On 10-12-2012 23:18, Denis Shelomovskij wrote:
10.12.2012 20:58, Alex Rønne Petersen пишет:
On 10-12-2012 10:04, Denis Shelomovskij wrote:
06.12.2012 22:40, Alex Rønne Petersen пишет:
Hi,

I decided to take a stab at reviving the new std.process written by
Lars
T. Kyllingstad and Steven Schveighoffer.

The result is here:
https://github.com/alexrp/phobos/tree/new-std-process-update

I decided to extract the work into new commits because rebasing the old
branch in Lars's repo was way too cumbersome after so many months (and
that branch also had a lot of merge commits). The code is obviously not
written by me; all I did was a couple of build and test fixes.

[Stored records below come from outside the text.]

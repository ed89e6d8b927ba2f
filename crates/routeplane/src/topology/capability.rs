//! Capability registry
//!
//! A capability is a name a topology script can call as if it were part of
//! the vocabulary. Each name maps to one [`Binding`]:
//!
//! - [`Binding::RegistryLookup`] resolves a key in the engine's component
//!   registry. It accepts no arguments, or exactly one structured argument
//!   (named fields or a single map) whose entries are applied as property
//!   setters on the looked-up component.
//! - [`Binding::InlineHandler`] calls a host closure with whatever arguments
//!   were supplied.
//! - [`Binding::Constructor`] builds a new component from a registered type.
//!
//! Registries are owned by a topology session, never global, so two sessions
//! can bind the same name to different things.

use std::collections::HashMap;
use std::fmt;
use std::sync::Arc;

use thiserror::Error;

use super::script;
use super::value::Value;
use crate::engine::registry::{Component, ComponentRegistry, PropertyError};

/// Errors raised when registering or invoking capabilities
#[derive(Debug, Error)]
pub enum CapabilityError {
    #[error("`{name}` called with the wrong arguments: {reason}")]
    Arity { name: String, reason: String },

    #[error("`{name}`: {type_name} has no property `{property}`")]
    UnsupportedProperty {
        name: String,
        type_name: String,
        property: String,
    },

    #[error("`{name}`: invalid value for property `{property}`: {message}")]
    InvalidProperty {
        name: String,
        property: String,
        message: String,
    },

    #[error("Invalid plugin `{name}`: {reason}")]
    InvalidPlugin { name: String, reason: String },

    #[error("`{0}` is a reserved name")]
    ReservedName(String),

    #[error("`{name}`: nothing registered under `{key}`")]
    UnresolvedLookup { name: String, key: String },

    #[error("Unknown capability `{0}`")]
    UnknownCapability(String),

    #[error("`{name}` failed: {message}")]
    Handler { name: String, message: String },
}

impl CapabilityError {
    pub fn handler(name: &str, message: impl fmt::Display) -> Self {
        CapabilityError::Handler {
            name: name.to_string(),
            message: message.to_string(),
        }
    }
}

/// Arguments of a capability call.
#[derive(Debug, Clone, Default)]
pub struct Args {
    pub positional: Vec<Value>,
    pub named: Vec<(String, Value)>,
}

impl Args {
    pub fn new() -> Self {
        Self::default()
    }

    pub fn positional(values: Vec<Value>) -> Self {
        Self {
            positional: values,
            named: Vec::new(),
        }
    }

    pub fn named(fields: Vec<(String, Value)>) -> Self {
        Self {
            positional: Vec::new(),
            named: fields,
        }
    }

    pub fn is_empty(&self) -> bool {
        self.positional.is_empty() && self.named.is_empty()
    }
}

pub type InlineHandler = Arc<dyn Fn(&Args) -> Result<Value, CapabilityError> + Send + Sync>;

pub type Constructor =
    Arc<dyn Fn(&Args) -> Result<Arc<dyn Component>, CapabilityError> + Send + Sync>;

/// What a capability name resolves to.
#[derive(Clone)]
pub enum Binding {
    RegistryLookup(String),
    InlineHandler(InlineHandler),
    Constructor {
        type_name: String,
        constructor: Constructor,
    },
}

/// Accepted argument shapes.
#[derive(Debug, Clone, Copy, PartialEq, Eq)]
pub enum Arity {
    /// No arguments, or one structured argument of named fields
    ZeroOrStructured,
    /// Anything; the target validates its own arguments
    Variadic,
}

impl Binding {
    pub fn arity(&self) -> Arity {
        match self {
            Binding::RegistryLookup(_) => Arity::ZeroOrStructured,
            Binding::InlineHandler(_) | Binding::Constructor { .. } => Arity::Variadic,
        }
    }
}

impl fmt::Debug for Binding {
    fn fmt(&self, f: &mut fmt::Formatter<'_>) -> fmt::Result {
        match self {
            Binding::RegistryLookup(key) => write!(f, "RegistryLookup({})", key),
            Binding::InlineHandler(_) => f.write_str("InlineHandler"),
            Binding::Constructor { type_name, .. } => write!(f, "Constructor({})", type_name),
        }
    }
}

/// Who registered a capability. Host registrations survive session resets.
#[derive(Debug, Clone, Copy, PartialEq, Eq)]
pub enum Origin {
    Host,
    Script,
}

/// A registered capability.
#[derive(Debug, Clone)]
pub struct Capability {
    pub name: String,
    pub binding: Binding,
    pub origin: Origin,
}

impl Capability {
    pub fn invoke(
        &self,
        args: &Args,
        components: &dyn ComponentRegistry,
    ) -> Result<Value, CapabilityError> {
        match &self.binding {
            Binding::RegistryLookup(key) => self.invoke_lookup(key, args, components),
            Binding::InlineHandler(handler) => handler(args),
            Binding::Constructor { constructor, .. } => constructor(args).map(Value::Component),
        }
    }

    fn invoke_lookup(
        &self,
        key: &str,
        args: &Args,
        components: &dyn ComponentRegistry,
    ) -> Result<Value, CapabilityError> {
        let properties = self.structured_argument(args)?;
        let found = components.lookup(key);
        tracing::trace!(capability = %self.name, key, found = found.is_some(), "Registry lookup");

        if properties.is_empty() {
            return Ok(found.map(Value::Component).unwrap_or(Value::Nil));
        }

        let component = found.ok_or_else(|| CapabilityError::UnresolvedLookup {
            name: self.name.clone(),
            key: key.to_string(),
        })?;

        let mut values = Vec::with_capacity(properties.len());
        for (property, value) in properties {
            let json = value.to_json().ok_or_else(|| CapabilityError::InvalidProperty {
                name: self.name.clone(),
                property: property.clone(),
                message: format!("a {} cannot be assigned to a property", value.kind()),
            })?;
            values.push((property, json));
        }
        component.set_properties(values).map_err(|e| match e {
            PropertyError::Unsupported { type_name, property } => {
                CapabilityError::UnsupportedProperty {
                    name: self.name.clone(),
                    type_name,
                    property,
                }
            }
            PropertyError::InvalidValue { property, message } => CapabilityError::InvalidProperty {
                name: self.name.clone(),
                property,
                message,
            },
        })?;
        Ok(Value::Component(component))
    }

    /// Normalize the call to a list of named fields, enforcing the
    /// zero-or-one-structured-argument shape.
    fn structured_argument(&self, args: &Args) -> Result<Vec<(String, Value)>, CapabilityError> {
        let arity = |reason: String| CapabilityError::Arity {
            name: self.name.clone(),
            reason,
        };

        match (args.positional.as_slice(), args.named.is_empty()) {
            ([], _) => Ok(args.named.clone()),
            ([Value::Map(entries)], true) => Ok(entries.clone()),
            ([single], true) => Err(arity(format!(
                "a positional {} is not a set of named fields",
                single.kind()
            ))),
            (many, true) => Err(arity(format!(
                "expected at most one structured argument, got {} positional",
                many.len()
            ))),
            (_, false) => Err(arity(
                "positional and named arguments cannot be mixed".to_string(),
            )),
        }
    }
}

/// A type that `register_type` can bind. A type without a constructor
/// cannot be bound.
#[derive(Clone)]
pub struct TypeDescriptor {
    name: String,
    constructor: Option<Constructor>,
}

impl TypeDescriptor {
    pub fn new<F>(name: impl Into<String>, constructor: F) -> Self
    where
        F: Fn(&Args) -> Result<Arc<dyn Component>, CapabilityError> + Send + Sync + 'static,
    {
        Self {
            name: name.into(),
            constructor: Some(Arc::new(constructor)),
        }
    }

    /// Describe a type that exposes no public constructor.
    pub fn opaque(name: impl Into<String>) -> Self {
        Self {
            name: name.into(),
            constructor: None,
        }
    }

    pub fn name(&self) -> &str {
        &self.name
    }
}

impl fmt::Debug for TypeDescriptor {
    fn fmt(&self, f: &mut fmt::Formatter<'_>) -> fmt::Result {
        f.debug_struct("TypeDescriptor")
            .field("name", &self.name)
            .field("constructible", &self.constructor.is_some())
            .finish()
    }
}

/// Types known to a session, addressable by name from scripts.
#[derive(Debug, Clone, Default)]
pub struct TypeCatalog {
    types: HashMap<String, TypeDescriptor>,
}

impl TypeCatalog {
    pub fn register(&mut self, descriptor: TypeDescriptor) {
        self.types.insert(descriptor.name.clone(), descriptor);
    }

    pub fn get(&self, name: &str) -> Option<&TypeDescriptor> {
        self.types.get(name)
    }
}

/// Name to binding map for one topology session.
#[derive(Debug, Clone, Default)]
pub struct CapabilityRegistry {
    entries: HashMap<String, Capability>,
}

It currently works on 32-bit and 64-bit Linux. It would be great if
someone could take it for a spin on OS X, FreeBSD, and Windows to see
how it fares there (I'm particularly worried that I may have broken the
Windows build).

Lars or Steven, would either of you be willing to go through the review
process with this module? I sent the druntime changes upstream a while
back, so the Phobos changes are really all that remain in order to have
it included.


Please, confirm that such std.process implementation and its
functionality (process and threads listing etc., all what you have in
.Net once finished) is not needed:
http://forum.dlang.org/thread/k8v45g$15o6$1...@digitalmars.com


I don't follow?


What is your question?
I already wrote all my reasons in "[RFC] Modules for processes
manipulation" thread linked above. Nobody was interested in. So I want
to be sure my variant is unneeded not just accidentally missed. If I'm
the only person here who would like to see at least every option .Net
Framework offer for process manipulation it's OK and I will stop asking
about it.


No, I think there are a lot of people who want this. D is basically useless for scripting work because of its poor process manipulation support.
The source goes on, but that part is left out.